▶ [WHAT THE TASK REQUIRES] Scan the entries below. Report each line where the string "omitted" occurs.

╭─ THE DATA

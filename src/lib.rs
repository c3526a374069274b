//! sarglot - sysstat-based system activity collector library.
//!
//! This library provides the collection pipeline used by:
//! - `sarglotd` - daemon that samples system activity and writes metrics
//!
//! Modules:
//! - `collector` — `sadc`/`sadf` orchestration, parsing, output shaping
//! - `config` — collector configuration
//! - `sink` — metric sink contract and implementations
//! - `util` — helper utilities

pub mod collector;
pub mod config;
pub mod sink;
pub mod util;
//! sarglotd - sysstat collector daemon.
//!
//! Samples system activity with `sadc` at a fixed cadence, extracts metrics
//! with `sadf` and writes them as JSON lines to stdout or a file.

use tikv_jemallocator::Jemalloc;
#[global_allocator]
static GLOBAL: Jemalloc = Jemalloc;

use std::fs::OpenOptions;
use std::io::{BufWriter, Write};
use std::path::PathBuf;
use std::sync::Arc;
use std::sync::atomic::{AtomicBool, Ordering};
use std::time::{Duration, Instant};

use clap::Parser;
use tracing::{Level, debug, error, info, warn};
use tracing_subscriber::EnvFilter;

use sarglot::collector::SystemRunner;
use sarglot::collector::sysstat::{DeviceTags, SysstatCollector};
use sarglot::config::{SysstatConfig, default_options};
use sarglot::sink::JsonLinesSink;
use sarglot::util::{find_sadc, format_duration};

/// Sysstat collector daemon.
#[derive(Parser)]
#[command(name = "sarglotd", about = "Sysstat collector daemon", version)]
struct Args {
    /// Collection interval in seconds.
    #[arg(short, long, default_value = "10")]
    interval: u64,

    /// Path to the sadc collector. Searched in the usual locations if omitted.
    #[arg(long, value_name = "PATH")]
    sadc_path: Option<PathBuf>,

    /// Path to sadf. Searched in PATH if omitted.
    #[arg(long, value_name = "PATH")]
    sadf_path: Option<PathBuf>,

    /// Activity passed to sadc as -S <ACTIVITY> (repeatable). Default: DISK.
    #[arg(short = 'S', long = "activity", value_name = "ACTIVITY")]
    activities: Vec<String>,

    /// sadf option and its description, e.g. "-n ALL=network" (repeatable).
    /// Replaces the stock option table.
    #[arg(
        long = "option",
        value_name = "FLAGS=DESCRIPTION",
        value_parser = parse_option,
        allow_hyphen_values = true
    )]
    options: Vec<(String, String)>,

    /// Group the fields of one device into a single measurement.
    #[arg(long, default_value_t = true, action = clap::ArgAction::Set)]
    group: bool,

    /// Extra tags for a device, e.g. "sda:vg=rootvg,tier=ssd" (repeatable).
    /// Later flags for the same device override earlier keys.
    #[arg(
        long = "device-tag",
        value_name = "DEVICE:KEY=VALUE[,KEY=VALUE]",
        value_parser = parse_device_tag
    )]
    device_tags: Vec<(String, Vec<(String, String)>)>,

    /// Directory for temporary capture files.
    #[arg(long, value_name = "DIR")]
    tmp_dir: Option<PathBuf>,

    /// Write metrics to this file (appending) instead of stdout.
    #[arg(short, long, value_name = "FILE")]
    output: Option<PathBuf>,

    /// Increase logging verbosity (-v for debug, -vv for trace). Default is info level.
    #[arg(short, long, action = clap::ArgAction::Count)]
    verbose: u8,

    /// Quiet mode - only show errors.
    #[arg(short, long)]
    quiet: bool,
}

/// Parses `FLAGS=DESCRIPTION`.
fn parse_option(s: &str) -> Result<(String, String), String> {
    let (flags, description) = s
        .split_once('=')
        .ok_or_else(|| format!("expected FLAGS=DESCRIPTION, got '{}'", s))?;
    let flags = flags.trim();
    let description = description.trim();
    if flags.is_empty() || description.is_empty() {
        return Err(format!("empty flags or description in '{}'", s));
    }
    Ok((flags.to_string(), description.to_string()))
}

/// Parses `DEVICE:KEY=VALUE[,KEY=VALUE...]`.
fn parse_device_tag(s: &str) -> Result<(String, Vec<(String, String)>), String> {
    let (device, pairs) = s
        .split_once(':')
        .ok_or_else(|| format!("expected DEVICE:KEY=VALUE, got '{}'", s))?;
    if device.is_empty() {
        return Err(format!("empty device in '{}'", s));
    }

    let mut tags = Vec::new();
    for pair in pairs.split(',') {
        let (k, v) = pair
            .split_once('=')
            .ok_or_else(|| format!("expected KEY=VALUE, got '{}'", pair))?;
        if k.is_empty() {
            return Err(format!("empty tag name in '{}'", s));
        }
        tags.push((k.to_string(), v.to_string()));
    }
    Ok((device.to_string(), tags))
}

/// Initializes the tracing subscriber with the appropriate log level.
/// Default level is INFO. Use -q for quiet mode (errors only).
///
/// Logs go to stderr so metrics can own stdout.
fn init_logging(verbose: u8, quiet: bool) {
    let level = if quiet {
        Level::ERROR
    } else {
        match verbose {
            0 => Level::INFO,
            1 => Level::DEBUG,
            _ => Level::TRACE,
        }
    };

    let mut filter = EnvFilter::from_default_env();
    for target in ["sarglotd", "sarglot"] {
        if let Ok(directive) = format!("{}={}", target, level).parse() {
            filter = filter.add_directive(directive);
        }
    }

    tracing_subscriber::fmt()
        .with_env_filter(filter)
        .with_target(false)
        .with_writer(std::io::stderr)
        .init();
}

fn build_config(args: &Args) -> SysstatConfig {
    let mut config = SysstatConfig::default();

    if let Some(path) = args.sadc_path.clone().or_else(find_sadc) {
        config.sadc_path = path;
    }
    if let Some(ref path) = args.sadf_path {
        config.sadf_path = path.clone();
    }
    if !args.activities.is_empty() {
        config.activities = args.activities.clone();
    }
    config.options = if args.options.is_empty() {
        default_options()
    } else {
        args.options.iter().cloned().collect()
    };
    config.group = args.group;

    let mut device_tags = DeviceTags::new();
    for (device, tags) in &args.device_tags {
        device_tags.add(device, tags.iter().cloned());
    }
    config.device_tags = device_tags;

    if let Some(ref dir) = args.tmp_dir {
        config.tmp_dir = dir.clone();
    }
    config
}

fn open_output(path: Option<&PathBuf>) -> std::io::Result<Box<dyn Write + Send>> {
    match path {
        Some(path) => {
            let file = OpenOptions::new().create(true).append(true).open(path)?;
            Ok(Box::new(BufWriter::new(file)))
        }
        None => Ok(Box::new(BufWriter::new(std::io::stdout()))),
    }
}

fn main() {
    let args = Args::parse();

    init_logging(args.verbose, args.quiet);

    let config = build_config(&args);
    if let Err(e) = config.validate() {
        error!("Invalid configuration: {}", e);
        eprintln!("sarglotd: {}", e);
        std::process::exit(1);
    }

    info!("sarglotd {} starting", env!("CARGO_PKG_VERSION"));
    info!(
        "Config: interval={}s, sadc={}, sadf={}, activities={}, options={}, group={}",
        args.interval,
        config.sadc_path.display(),
        config.sadf_path.display(),
        config.activities.join(","),
        config.options.len(),
        config.group
    );
    for (option, description) in &config.options {
        debug!("Option '{}' -> {}", option, description);
    }

    let writer = match open_output(args.output.as_ref()) {
        Ok(w) => w,
        Err(e) => {
            error!("Failed to open output: {}", e);
            std::process::exit(1);
        }
    };
    let sink = JsonLinesSink::new(writer);

    let mut collector = SysstatCollector::new(SystemRunner::new(), config);
    let interval = Duration::from_secs(args.interval.max(1));

    // Setup graceful shutdown
    let running = Arc::new(AtomicBool::new(true));
    let r = running.clone();

    if let Err(e) = ctrlc::set_handler(move || {
        info!("Received shutdown signal");
        r.store(false, Ordering::SeqCst);
    }) {
        warn!("Failed to set Ctrl-C handler: {}", e);
    }

    info!("Starting collection loop");

    let mut cycle_count: u64 = 0;
    let mut next_tick = Instant::now();

    while running.load(Ordering::SeqCst) {
        cycle_count += 1;
        let written_before = sink.written();

        match collector.run_cycle(&sink) {
            Ok(()) => {
                let timing = collector.last_timing().cloned().unwrap_or_default();
                info!(
                    "Cycle #{}: {} metrics from {} options in {} (capture {}s)",
                    cycle_count,
                    timing.metrics,
                    timing.workers,
                    format_duration(timing.total),
                    timing.collect_secs
                );
            }
            Err(e) => {
                for err in e.into_errors() {
                    error!("Cycle #{}: {}", cycle_count, err);
                }
            }
        }

        if let Err(e) = sink.flush() {
            warn!("Failed to flush output: {}", e);
        }
        debug!(
            "Wrote {} lines ({} failed so far)",
            sink.written() - written_before,
            sink.failed()
        );

        // Keep a fixed cadence; a cycle that overran starts the next at once.
        next_tick += interval;
        let now = Instant::now();
        if next_tick < now {
            next_tick = now;
        }

        // Sleep with periodic checks for shutdown signal
        let sleep_interval = Duration::from_millis(100);
        while running.load(Ordering::SeqCst) {
            let remaining = next_tick.saturating_duration_since(Instant::now());
            if remaining.is_zero() {
                break;
            }
            std::thread::sleep(remaining.min(sleep_interval));
        }
    }

    info!("Shutting down...");
    if let Err(e) = sink.flush() {
        warn!("Failed to flush output: {}", e);
    }
    info!("sarglotd stopped after {} cycles", cycle_count);
}

#[cfg(test)]
mod tests {
    use super::*;

    #[test]
    fn test_parse_option() {
        assert_eq!(
            parse_option("-n ALL=network").unwrap(),
            ("-n ALL".to_string(), "network".to_string())
        );
        assert!(parse_option("-d").is_err());
        assert!(parse_option("=disk").is_err());
    }

    #[test]
    fn test_parse_device_tag() {
        let (device, tags) = parse_device_tag("sda:vg=rootvg,tier=ssd").unwrap();
        assert_eq!(device, "sda");
        assert_eq!(
            tags,
            [
                ("vg".to_string(), "rootvg".to_string()),
                ("tier".to_string(), "ssd".to_string())
            ]
        );
        assert!(parse_device_tag("sda").is_err());
        assert!(parse_device_tag("sda:vg").is_err());
        assert!(parse_device_tag(":vg=x").is_err());
    }

    #[test]
    fn test_build_config() {
        let args = Args::parse_from([
            "sarglotd",
            "--sadc-path",
            "/usr/lib/sa/sadc",
            "--sadf-path",
            "/usr/bin/sadf",
            "-S",
            "DISK",
            "-S",
            "SNMP",
            "--option",
            "-d=disk",
            "--group",
            "false",
            "--device-tag",
            "sda:vg=rootvg",
            "--device-tag",
            "sda:vg=datavg",
        ]);
        let config = build_config(&args);

        assert_eq!(config.activities, ["DISK", "SNMP"]);
        assert_eq!(config.options.len(), 1);
        assert!(!config.group);
        assert_eq!(config.device_tags.resolve(Some("sda"))["vg"], "datavg");
        assert_eq!(config.validate(), Ok(()));
    }

    #[test]
    fn test_build_config_defaults() {
        let args = Args::parse_from(["sarglotd", "--sadc-path", "/usr/lib/sa/sadc"]);
        let config = build_config(&args);

        assert_eq!(config.activities, ["DISK"]);
        assert_eq!(config.options, default_options());
        assert!(config.group);
    }
}
//! Sink that writes one JSON object per measurement per line.

use std::io::Write;
use std::sync::Mutex;
use std::sync::atomic::{AtomicU64, Ordering};

use chrono::{DateTime, Utc};
use serde::Serialize;
use tracing::warn;

use super::{Fields, MetricSink, Tags};

#[derive(Serialize)]
struct Line<'a> {
    name: &'a str,
    fields: &'a Fields,
    tags: &'a Tags,
    #[serde(skip_serializing_if = "Option::is_none")]
    timestamp: Option<DateTime<Utc>>,
}

/// Writes measurements as JSON lines to any writer.
///
/// Calls are serialized through an internal mutex so lines from concurrent
/// extractions never interleave. Write failures are logged and counted; they
/// never reach the collector.
pub struct JsonLinesSink<W: Write + Send> {
    writer: Mutex<W>,
    written: AtomicU64,
    failed: AtomicU64,
}

impl<W: Write + Send> JsonLinesSink<W> {
    pub fn new(writer: W) -> Self {
        Self {
            writer: Mutex::new(writer),
            written: AtomicU64::new(0),
            failed: AtomicU64::new(0),
        }
    }

    /// Number of lines written successfully.
    pub fn written(&self) -> u64 {
        self.written.load(Ordering::Relaxed)
    }

    /// Number of measurements that could not be written.
    pub fn failed(&self) -> u64 {
        self.failed.load(Ordering::Relaxed)
    }

    /// Flushes the underlying writer.
    pub fn flush(&self) -> std::io::Result<()> {
        match self.writer.lock() {
            Ok(mut w) => w.flush(),
            Err(poisoned) => poisoned.into_inner().flush(),
        }
    }

    /// Consumes the sink and returns the writer.
    pub fn into_inner(self) -> W {
        match self.writer.into_inner() {
            Ok(w) => w,
            Err(poisoned) => poisoned.into_inner(),
        }
    }
}

impl<W: Write + Send> MetricSink for JsonLinesSink<W> {
    fn add_fields(
        &self,
        measurement: &str,
        fields: Fields,
        tags: Tags,
        timestamp: Option<DateTime<Utc>>,
    ) {
        let line = Line {
            name: measurement,
            fields: &fields,
            tags: &tags,
            timestamp,
        };

        let mut buf = match serde_json::to_vec(&line) {
            Ok(buf) => buf,
            Err(e) => {
                warn!("Dropping measurement {}: {}", measurement, e);
                self.failed.fetch_add(1, Ordering::Relaxed);
                return;
            }
        };
        buf.push(b'\n');

        let mut writer = match self.writer.lock() {
            Ok(w) => w,
            Err(poisoned) => poisoned.into_inner(),
        };
        match writer.write_all(&buf) {
            Ok(()) => {
                self.written.fetch_add(1, Ordering::Relaxed);
            }
            Err(e) => {
                warn!("Failed to write measurement {}: {}", measurement, e);
                self.failed.fetch_add(1, Ordering::Relaxed);
            }
        }
    }
}

#[cfg(test)]
mod tests {
    use super::*;
    use chrono::TimeZone;

    #[test]
    fn test_json_lines_format() {
        let sink = JsonLinesSink::new(Vec::new());

        let mut fields = Fields::new();
        fields.insert("value".to_string(), 0.5);
        let mut tags = Tags::new();
        tags.insert("device".to_string(), "sda".to_string());
        let ts = Utc.with_ymd_and_hms(2024, 1, 2, 3, 4, 5).unwrap();

        sink.add_fields("disk_util", fields, tags, Some(ts));
        sink.add_fields("cpu", Fields::new(), Tags::new(), None);

        assert_eq!(sink.written(), 2);
        let text = String::from_utf8(sink.into_inner()).unwrap();
        let lines: Vec<&str> = text.lines().collect();
        assert_eq!(
            lines[0],
            r#"{"name":"disk_util","fields":{"value":0.5},"tags":{"device":"sda"},"timestamp":"2024-01-02T03:04:05Z"}"#
        );
        assert_eq!(lines[1], r#"{"name":"cpu","fields":{},"tags":{}}"#);
    }

    #[test]
    fn test_json_lines_non_finite_value_written_as_null() {
        let sink = JsonLinesSink::new(Vec::new());
        let mut fields = Fields::new();
        fields.insert("value".to_string(), f64::NAN);

        sink.add_fields("cpu", fields, Tags::new(), None);

        assert_eq!(sink.written(), 1);
        assert_eq!(sink.failed(), 0);
        let text = String::from_utf8(sink.into_inner()).unwrap();
        assert!(text.contains(r#""value":null"#));
    }

    struct BrokenWriter;

    impl Write for BrokenWriter {
        fn write(&mut self, _buf: &[u8]) -> std::io::Result<usize> {
            Err(std::io::Error::other("disk full"))
        }

        fn flush(&mut self) -> std::io::Result<()> {
            Ok(())
        }
    }

    #[test]
    fn test_json_lines_write_failure_is_counted() {
        let sink = JsonLinesSink::new(BrokenWriter);
        sink.add_fields("cpu", Fields::new(), Tags::new(), None);

        assert_eq!(sink.written(), 0);
        assert_eq!(sink.failed(), 1);
    }
}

╰─

▶ [TASK ANSWER]
    /// Path to the sadc collector. Searched in the usual locations if omitted.
    /// Path to sadf. Searched in PATH if omitted.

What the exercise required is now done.